◆ **Work required**
Your answer should consist of every line from the records that holds the string "color".

Dataset entries:
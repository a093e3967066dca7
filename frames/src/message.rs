//! Closed message types for each direction of the realtime channel.
//!
//! Every event of the protocol is one enum variant, so a payload that does
//! not match its event fails to decode instead of reaching a handler.
//! JSON shape: `{"event": "<kebab-name>", "payload": {...}}` with camelCase
//! payload fields.

use serde::{Deserialize, Serialize};

use crate::stroke::{DrawingData, Point};

/// Presence record for one connected user.
#[derive(Debug, Clone, PartialEq, Serialize, Deserialize)]
#[serde(rename_all = "camelCase")]
pub struct UserRecord {
    pub id: String,
    pub color: String,
    #[serde(default, skip_serializing_if = "Option::is_none")]
    pub cursor: Option<Point>,
}

impl UserRecord {
    #[must_use]
    pub fn new(id: impl Into<String>, color: impl Into<String>) -> Self {
        Self { id: id.into(), color: color.into(), cursor: None }
    }
}

/// Client → relay.
#[derive(Debug, Clone, PartialEq, Serialize, Deserialize)]
#[serde(tag = "event", content = "payload", rename_all = "kebab-case", rename_all_fields = "camelCase")]
pub enum ClientMessage {
    JoinRoom { room_id: String, user: UserRecord },
    LeaveRoom { room_id: String, user_id: String },
    DrawingData(DrawingData),
    UserCursor { room_id: String, user_id: String, point: Point },
    ClearCanvas { room_id: String },
    UndoCanvas { room_id: String, user_id: String, drawing_id: String },
    RedoCanvas { room_id: String, user_id: String, drawing_id: String },
}

impl ClientMessage {
    /// Wire event name, used for logging.
    #[must_use]
    pub fn event(&self) -> &'static str {
        match self {
            Self::JoinRoom { .. } => "join-room",
            Self::LeaveRoom { .. } => "leave-room",
            Self::DrawingData(_) => "drawing-data",
            Self::UserCursor { .. } => "user-cursor",
            Self::ClearCanvas { .. } => "clear-canvas",
            Self::UndoCanvas { .. } => "undo-canvas",
            Self::RedoCanvas { .. } => "redo-canvas",
        }
    }

    /// Room the message targets.
    #[must_use]
    pub fn room_id(&self) -> &str {
        match self {
            Self::JoinRoom { room_id, .. }
            | Self::LeaveRoom { room_id, .. }
            | Self::UserCursor { room_id, .. }
            | Self::ClearCanvas { room_id }
            | Self::UndoCanvas { room_id, .. }
            | Self::RedoCanvas { room_id, .. } => room_id,
            Self::DrawingData(data) => &data.room_id,
        }
    }
}

/// Relay → client.
#[derive(Debug, Clone, PartialEq, Serialize, Deserialize)]
#[serde(tag = "event", content = "payload", rename_all = "kebab-case", rename_all_fields = "camelCase")]
pub enum ServerMessage {
    RoomJoined { room_id: String, users: Vec<UserRecord> },
    RoomError { message: String },
    UserJoined { user: UserRecord },
    UserLeft { user_id: String },
    UserCursor { user_id: String, point: Point },
    DrawingData(DrawingData),
    CanvasClear,
    CanvasUndo { user_id: String, drawing_id: String },
    CanvasRedo { user_id: String, drawing_id: String },
}

impl ServerMessage {
    /// Wire event name, used for logging.
    #[must_use]
    pub fn event(&self) -> &'static str {
        match self {
            Self::RoomJoined { .. } => "room-joined",
            Self::RoomError { .. } => "room-error",
            Self::UserJoined { .. } => "user-joined",
            Self::UserLeft { .. } => "user-left",
            Self::UserCursor { .. } => "user-cursor",
            Self::DrawingData(_) => "drawing-data",
            Self::CanvasClear => "canvas-clear",
            Self::CanvasUndo { .. } => "canvas-undo",
            Self::CanvasRedo { .. } => "canvas-redo",
        }
    }

    /// Build a `room-error` from anything displayable.
    #[must_use]
    pub fn error(message: impl std::fmt::Display) -> Self {
        Self::RoomError { message: message.to_string() }
    }
}

#[cfg(test)]
#[path = "message_test.rs"]
mod tests;
//! Pointer sampling: denoise stationary input and smooth fast motion.
//!
//! The sampler sits between raw pointer events and the stroke's point list.
//! It remembers the last *captured* point (not the last event) so a slow
//! drift below the threshold eventually registers once it adds up.

#[cfg(test)]
#[path = "sampler_test.rs"]
mod sampler_test;

use frames::Point;

use crate::consts::{GAP_FACTOR, GAP_FILL_POINTS};

/// Filters pointer samples for one stroke at a time.
#[derive(Debug, Clone)]
pub struct PointSampler {
    /// Samples nearer than this to `last` are dropped.
    min_distance: f64,
    /// Last point handed to the stroke, if a stroke is in progress.
    last: Option<Point>,
}

impl PointSampler {
    #[must_use]
    pub fn new(min_distance: f64) -> Self {
        Self { min_distance, last: None }
    }

    /// Begin a stroke at `first`. The first point is always captured.
    pub fn start(&mut self, first: Point) {
        self.last = Some(first);
    }

    /// Forget the current stroke.
    pub fn reset(&mut self) {
        self.last = None;
    }

    /// Feed one pointer sample and return the points to append, in order.
    ///
    /// Returns nothing when no stroke is active or the sample is too close.
    /// A sample more than `GAP_FACTOR` thresholds away is preceded by
    /// `GAP_FILL_POINTS` evenly spaced interpolated points.
    pub fn accept(&mut self, sample: Point) -> Vec<Point> {
        let Some(last) = self.last else {
            return Vec::new();
        };

        let dist = last.distance(&sample);
        if dist < self.min_distance {
            return Vec::new();
        }

        let mut out = Vec::with_capacity(GAP_FILL_POINTS + 1);
        if dist > self.min_distance * GAP_FACTOR {
            #[allow(clippy::cast_precision_loss)]
            let steps = (GAP_FILL_POINTS + 1) as f64;
            for i in 1..=GAP_FILL_POINTS {
                #[allow(clippy::cast_precision_loss)]
                let t = i as f64 / steps;
                out.push(last.lerp(&sample, t));
            }
        }
        out.push(sample);
        self.last = Some(sample);
        out
    }
}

◆ **Result of the exercise**
    pub color: String,
    pub fn new(id: impl Into<String>, color: impl Into<String>) -> Self {
        Self { id: id.into(), color: color.into(), cursor: None }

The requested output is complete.